From the line holding "pub const MENU_LINK_ID: &str" to the final line below, restate each line word for word and add nothing.

Saved data entries

----

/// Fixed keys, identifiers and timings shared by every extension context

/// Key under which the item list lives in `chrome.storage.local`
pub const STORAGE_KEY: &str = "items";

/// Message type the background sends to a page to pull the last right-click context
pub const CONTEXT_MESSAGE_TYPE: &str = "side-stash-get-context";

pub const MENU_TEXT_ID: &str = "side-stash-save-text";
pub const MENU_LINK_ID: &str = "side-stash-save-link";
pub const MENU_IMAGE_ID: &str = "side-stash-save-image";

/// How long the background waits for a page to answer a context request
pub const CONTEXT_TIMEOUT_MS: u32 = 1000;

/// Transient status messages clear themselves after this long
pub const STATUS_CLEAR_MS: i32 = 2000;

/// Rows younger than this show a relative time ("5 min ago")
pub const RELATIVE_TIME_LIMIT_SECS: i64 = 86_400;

----

- Reply
pub const MENU_LINK_ID: &str = "side-stash-save-link";
pub const MENU_IMAGE_ID: &str = "side-stash-save-image";

/// How long the background waits for a page to answer a context request
pub const CONTEXT_TIMEOUT_MS: u32 = 1000;

/// Transient status messages clear themselves after this long
pub const STATUS_CLEAR_MS: i32 = 2000;

/// Rows younger than this show a relative time ("5 min ago")
pub const RELATIVE_TIME_LIMIT_SECS: i64 = 86_400;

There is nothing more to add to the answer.